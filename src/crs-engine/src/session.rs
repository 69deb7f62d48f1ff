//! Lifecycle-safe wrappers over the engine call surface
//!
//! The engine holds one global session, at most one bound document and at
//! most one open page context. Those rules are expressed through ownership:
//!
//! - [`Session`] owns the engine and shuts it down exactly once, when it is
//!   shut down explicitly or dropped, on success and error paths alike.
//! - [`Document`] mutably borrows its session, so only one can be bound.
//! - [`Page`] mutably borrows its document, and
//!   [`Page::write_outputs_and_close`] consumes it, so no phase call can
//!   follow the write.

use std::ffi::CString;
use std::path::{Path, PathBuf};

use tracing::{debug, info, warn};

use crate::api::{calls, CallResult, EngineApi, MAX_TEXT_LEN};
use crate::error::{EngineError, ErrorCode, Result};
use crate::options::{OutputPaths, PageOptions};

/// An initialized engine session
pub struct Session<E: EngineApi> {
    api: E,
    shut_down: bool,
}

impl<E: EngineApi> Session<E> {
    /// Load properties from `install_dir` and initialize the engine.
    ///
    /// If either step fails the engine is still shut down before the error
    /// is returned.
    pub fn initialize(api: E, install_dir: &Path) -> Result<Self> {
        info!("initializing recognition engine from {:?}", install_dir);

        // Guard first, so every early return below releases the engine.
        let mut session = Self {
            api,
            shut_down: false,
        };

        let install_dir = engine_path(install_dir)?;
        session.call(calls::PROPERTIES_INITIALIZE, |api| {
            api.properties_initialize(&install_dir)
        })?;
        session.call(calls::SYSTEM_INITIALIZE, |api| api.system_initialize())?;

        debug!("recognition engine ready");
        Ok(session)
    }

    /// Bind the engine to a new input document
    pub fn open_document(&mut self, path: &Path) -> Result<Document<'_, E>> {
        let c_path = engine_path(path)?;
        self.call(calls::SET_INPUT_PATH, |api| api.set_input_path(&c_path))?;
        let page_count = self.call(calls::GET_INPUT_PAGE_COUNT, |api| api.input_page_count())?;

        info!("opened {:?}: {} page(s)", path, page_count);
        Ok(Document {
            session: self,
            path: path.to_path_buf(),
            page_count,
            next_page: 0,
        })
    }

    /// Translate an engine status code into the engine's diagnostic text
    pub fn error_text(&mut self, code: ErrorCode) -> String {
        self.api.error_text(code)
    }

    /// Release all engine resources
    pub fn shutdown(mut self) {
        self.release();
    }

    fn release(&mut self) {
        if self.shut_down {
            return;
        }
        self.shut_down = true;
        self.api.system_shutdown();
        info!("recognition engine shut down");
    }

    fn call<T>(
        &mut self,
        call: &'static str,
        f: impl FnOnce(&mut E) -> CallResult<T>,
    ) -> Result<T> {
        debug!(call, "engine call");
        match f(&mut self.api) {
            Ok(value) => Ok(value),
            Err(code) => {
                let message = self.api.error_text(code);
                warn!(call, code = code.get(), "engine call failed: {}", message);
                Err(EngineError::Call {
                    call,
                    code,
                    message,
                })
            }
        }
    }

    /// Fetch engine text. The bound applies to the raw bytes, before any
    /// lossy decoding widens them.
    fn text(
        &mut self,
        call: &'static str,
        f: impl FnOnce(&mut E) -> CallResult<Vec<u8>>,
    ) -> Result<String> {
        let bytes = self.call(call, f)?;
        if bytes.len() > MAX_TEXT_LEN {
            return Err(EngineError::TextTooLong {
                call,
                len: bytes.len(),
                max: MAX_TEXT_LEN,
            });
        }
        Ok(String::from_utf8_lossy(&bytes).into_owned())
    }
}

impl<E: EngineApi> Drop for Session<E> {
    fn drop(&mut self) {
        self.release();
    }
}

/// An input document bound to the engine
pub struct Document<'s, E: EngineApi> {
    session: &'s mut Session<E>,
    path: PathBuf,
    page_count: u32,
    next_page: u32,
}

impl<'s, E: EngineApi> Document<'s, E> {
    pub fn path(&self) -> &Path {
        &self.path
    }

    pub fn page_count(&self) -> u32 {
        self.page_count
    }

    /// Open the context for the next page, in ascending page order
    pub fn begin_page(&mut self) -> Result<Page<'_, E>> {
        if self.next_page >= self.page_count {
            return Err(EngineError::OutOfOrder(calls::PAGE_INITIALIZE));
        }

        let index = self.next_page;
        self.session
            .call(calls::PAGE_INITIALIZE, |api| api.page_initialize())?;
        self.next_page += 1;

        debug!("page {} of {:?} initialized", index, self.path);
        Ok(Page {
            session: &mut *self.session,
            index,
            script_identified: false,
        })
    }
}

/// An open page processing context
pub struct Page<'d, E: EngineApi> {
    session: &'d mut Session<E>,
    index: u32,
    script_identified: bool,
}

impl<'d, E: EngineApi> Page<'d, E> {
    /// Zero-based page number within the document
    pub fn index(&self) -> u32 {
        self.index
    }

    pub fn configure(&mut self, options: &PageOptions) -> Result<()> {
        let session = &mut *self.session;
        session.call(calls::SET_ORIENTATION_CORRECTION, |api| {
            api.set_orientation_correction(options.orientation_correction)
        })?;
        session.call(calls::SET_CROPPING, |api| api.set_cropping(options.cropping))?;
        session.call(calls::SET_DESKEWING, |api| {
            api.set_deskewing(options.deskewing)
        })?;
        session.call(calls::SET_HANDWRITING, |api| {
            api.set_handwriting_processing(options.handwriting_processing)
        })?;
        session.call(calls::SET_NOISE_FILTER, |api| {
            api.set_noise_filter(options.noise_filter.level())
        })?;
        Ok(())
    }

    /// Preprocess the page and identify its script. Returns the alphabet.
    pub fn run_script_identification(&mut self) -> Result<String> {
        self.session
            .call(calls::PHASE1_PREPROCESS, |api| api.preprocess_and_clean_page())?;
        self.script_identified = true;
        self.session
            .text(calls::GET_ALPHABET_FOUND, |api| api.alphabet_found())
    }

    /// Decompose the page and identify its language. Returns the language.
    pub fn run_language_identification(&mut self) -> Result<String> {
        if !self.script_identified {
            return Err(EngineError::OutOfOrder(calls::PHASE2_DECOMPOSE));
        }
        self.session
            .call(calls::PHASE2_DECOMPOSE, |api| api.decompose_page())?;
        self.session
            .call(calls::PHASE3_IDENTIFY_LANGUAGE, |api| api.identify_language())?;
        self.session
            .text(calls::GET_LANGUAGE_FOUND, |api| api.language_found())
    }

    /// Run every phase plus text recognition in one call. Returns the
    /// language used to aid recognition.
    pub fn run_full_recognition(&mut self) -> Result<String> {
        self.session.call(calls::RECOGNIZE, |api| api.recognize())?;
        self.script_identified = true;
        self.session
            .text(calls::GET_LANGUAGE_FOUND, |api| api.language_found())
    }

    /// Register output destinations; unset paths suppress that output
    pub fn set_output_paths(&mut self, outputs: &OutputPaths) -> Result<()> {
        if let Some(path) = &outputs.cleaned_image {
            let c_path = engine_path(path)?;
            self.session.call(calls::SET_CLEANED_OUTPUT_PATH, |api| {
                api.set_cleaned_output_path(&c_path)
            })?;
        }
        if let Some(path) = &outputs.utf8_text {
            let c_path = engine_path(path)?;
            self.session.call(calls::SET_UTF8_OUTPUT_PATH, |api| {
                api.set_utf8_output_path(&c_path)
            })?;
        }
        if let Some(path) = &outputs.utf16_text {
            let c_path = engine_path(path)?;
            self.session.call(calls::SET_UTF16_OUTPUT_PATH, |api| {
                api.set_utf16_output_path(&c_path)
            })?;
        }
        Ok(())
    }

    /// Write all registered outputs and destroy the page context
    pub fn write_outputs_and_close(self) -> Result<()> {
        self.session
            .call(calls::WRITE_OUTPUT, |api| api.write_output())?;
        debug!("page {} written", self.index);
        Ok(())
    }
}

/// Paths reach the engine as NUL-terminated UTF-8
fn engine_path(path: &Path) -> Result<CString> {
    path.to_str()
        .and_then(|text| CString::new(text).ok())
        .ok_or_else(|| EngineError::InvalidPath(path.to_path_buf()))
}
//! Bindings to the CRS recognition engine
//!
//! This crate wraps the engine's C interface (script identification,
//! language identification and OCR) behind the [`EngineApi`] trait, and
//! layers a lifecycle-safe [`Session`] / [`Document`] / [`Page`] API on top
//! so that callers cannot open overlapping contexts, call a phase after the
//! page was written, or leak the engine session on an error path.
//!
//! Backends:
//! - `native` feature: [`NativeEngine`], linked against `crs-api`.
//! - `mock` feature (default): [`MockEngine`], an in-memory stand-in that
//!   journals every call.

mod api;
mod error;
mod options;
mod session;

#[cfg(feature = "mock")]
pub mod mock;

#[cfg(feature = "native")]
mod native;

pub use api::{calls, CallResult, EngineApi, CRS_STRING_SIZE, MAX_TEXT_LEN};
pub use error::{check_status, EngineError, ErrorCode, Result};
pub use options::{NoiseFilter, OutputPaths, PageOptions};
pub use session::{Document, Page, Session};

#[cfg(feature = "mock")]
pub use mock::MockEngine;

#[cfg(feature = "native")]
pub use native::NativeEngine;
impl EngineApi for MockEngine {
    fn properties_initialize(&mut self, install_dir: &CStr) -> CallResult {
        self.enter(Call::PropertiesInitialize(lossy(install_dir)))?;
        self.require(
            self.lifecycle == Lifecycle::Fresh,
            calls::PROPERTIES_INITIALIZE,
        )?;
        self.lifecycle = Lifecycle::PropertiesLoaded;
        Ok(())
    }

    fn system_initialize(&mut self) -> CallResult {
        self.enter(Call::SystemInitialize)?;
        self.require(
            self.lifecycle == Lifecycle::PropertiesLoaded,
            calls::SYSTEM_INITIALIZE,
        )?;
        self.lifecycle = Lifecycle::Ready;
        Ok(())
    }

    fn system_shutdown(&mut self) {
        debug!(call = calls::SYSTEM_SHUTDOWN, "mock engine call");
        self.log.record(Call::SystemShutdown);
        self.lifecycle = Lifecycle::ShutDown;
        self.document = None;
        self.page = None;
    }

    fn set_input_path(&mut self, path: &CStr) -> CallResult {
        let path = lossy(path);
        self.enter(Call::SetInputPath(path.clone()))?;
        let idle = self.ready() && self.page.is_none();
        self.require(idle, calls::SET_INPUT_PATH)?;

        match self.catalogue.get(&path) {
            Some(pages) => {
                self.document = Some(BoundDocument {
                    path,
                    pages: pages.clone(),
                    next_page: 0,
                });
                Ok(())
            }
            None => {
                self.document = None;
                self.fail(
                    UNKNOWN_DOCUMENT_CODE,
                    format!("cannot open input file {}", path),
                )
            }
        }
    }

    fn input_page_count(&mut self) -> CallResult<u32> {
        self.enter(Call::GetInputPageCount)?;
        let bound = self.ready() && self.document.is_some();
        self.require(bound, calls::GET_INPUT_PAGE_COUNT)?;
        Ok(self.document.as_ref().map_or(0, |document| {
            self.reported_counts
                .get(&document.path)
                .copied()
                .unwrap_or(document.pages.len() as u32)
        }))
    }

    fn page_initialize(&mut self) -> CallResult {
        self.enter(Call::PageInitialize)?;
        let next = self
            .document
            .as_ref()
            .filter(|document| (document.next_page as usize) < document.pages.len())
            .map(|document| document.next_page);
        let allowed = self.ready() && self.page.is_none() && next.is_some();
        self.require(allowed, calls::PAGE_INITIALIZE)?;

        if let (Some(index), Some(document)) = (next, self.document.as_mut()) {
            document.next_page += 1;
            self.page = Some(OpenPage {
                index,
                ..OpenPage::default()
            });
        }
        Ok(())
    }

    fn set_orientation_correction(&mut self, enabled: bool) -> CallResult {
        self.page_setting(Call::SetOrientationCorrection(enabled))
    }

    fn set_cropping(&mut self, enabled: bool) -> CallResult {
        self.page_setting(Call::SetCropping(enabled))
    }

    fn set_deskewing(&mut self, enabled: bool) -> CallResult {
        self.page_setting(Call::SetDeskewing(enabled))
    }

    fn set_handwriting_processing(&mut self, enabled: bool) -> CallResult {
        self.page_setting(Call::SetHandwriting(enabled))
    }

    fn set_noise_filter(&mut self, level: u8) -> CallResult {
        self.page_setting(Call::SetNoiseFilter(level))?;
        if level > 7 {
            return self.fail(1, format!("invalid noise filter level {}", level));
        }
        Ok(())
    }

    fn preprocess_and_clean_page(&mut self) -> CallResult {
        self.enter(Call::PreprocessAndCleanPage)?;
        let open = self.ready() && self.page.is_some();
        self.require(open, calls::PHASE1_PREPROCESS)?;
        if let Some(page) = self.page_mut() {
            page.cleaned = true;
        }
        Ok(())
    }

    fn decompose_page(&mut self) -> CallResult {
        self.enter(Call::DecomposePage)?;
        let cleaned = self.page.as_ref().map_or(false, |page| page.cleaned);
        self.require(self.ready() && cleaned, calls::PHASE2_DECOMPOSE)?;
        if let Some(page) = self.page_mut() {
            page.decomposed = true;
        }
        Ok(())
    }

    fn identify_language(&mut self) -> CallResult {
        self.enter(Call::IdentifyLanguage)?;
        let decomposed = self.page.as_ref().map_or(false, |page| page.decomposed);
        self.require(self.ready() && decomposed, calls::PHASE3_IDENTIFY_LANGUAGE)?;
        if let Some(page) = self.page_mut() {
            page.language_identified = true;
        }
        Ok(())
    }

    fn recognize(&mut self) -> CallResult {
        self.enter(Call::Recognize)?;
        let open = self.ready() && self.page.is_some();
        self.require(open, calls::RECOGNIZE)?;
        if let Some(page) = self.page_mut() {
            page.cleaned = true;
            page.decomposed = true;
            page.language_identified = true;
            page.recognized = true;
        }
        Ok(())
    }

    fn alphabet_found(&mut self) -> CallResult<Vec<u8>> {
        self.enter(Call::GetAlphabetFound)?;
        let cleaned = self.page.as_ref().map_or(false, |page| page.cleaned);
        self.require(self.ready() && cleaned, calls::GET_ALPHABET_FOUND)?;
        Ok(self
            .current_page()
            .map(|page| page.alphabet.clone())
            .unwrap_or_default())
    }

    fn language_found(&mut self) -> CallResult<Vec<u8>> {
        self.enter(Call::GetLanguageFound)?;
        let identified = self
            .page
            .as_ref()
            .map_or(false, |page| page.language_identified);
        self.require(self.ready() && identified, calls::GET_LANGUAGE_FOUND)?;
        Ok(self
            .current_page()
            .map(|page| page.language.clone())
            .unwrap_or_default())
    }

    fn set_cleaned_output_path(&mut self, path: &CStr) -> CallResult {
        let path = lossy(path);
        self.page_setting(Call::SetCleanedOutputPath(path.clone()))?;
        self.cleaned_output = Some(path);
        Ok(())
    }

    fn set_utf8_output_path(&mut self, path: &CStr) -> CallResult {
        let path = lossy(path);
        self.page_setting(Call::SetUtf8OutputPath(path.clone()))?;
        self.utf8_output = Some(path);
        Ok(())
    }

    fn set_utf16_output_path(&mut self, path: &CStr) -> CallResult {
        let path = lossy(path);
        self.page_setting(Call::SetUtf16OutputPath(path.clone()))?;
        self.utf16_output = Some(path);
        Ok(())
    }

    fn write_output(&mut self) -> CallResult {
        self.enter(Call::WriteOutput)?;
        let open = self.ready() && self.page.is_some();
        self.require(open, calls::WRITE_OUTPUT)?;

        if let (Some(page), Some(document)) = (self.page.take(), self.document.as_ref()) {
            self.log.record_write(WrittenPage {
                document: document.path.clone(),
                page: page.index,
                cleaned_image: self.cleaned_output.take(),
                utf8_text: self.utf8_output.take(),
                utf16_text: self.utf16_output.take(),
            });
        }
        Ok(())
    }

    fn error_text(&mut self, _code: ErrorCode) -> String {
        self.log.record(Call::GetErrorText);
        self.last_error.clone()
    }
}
# # # #
Scan the listing for the string "that", then copy every line where it appears.

Exercise output>
    /// Register output destinations; unset paths suppress that output
//! so that callers cannot open overlapping contexts, call a phase after the
//! - `mock` feature (default): [`MockEngine`], an in-memory stand-in that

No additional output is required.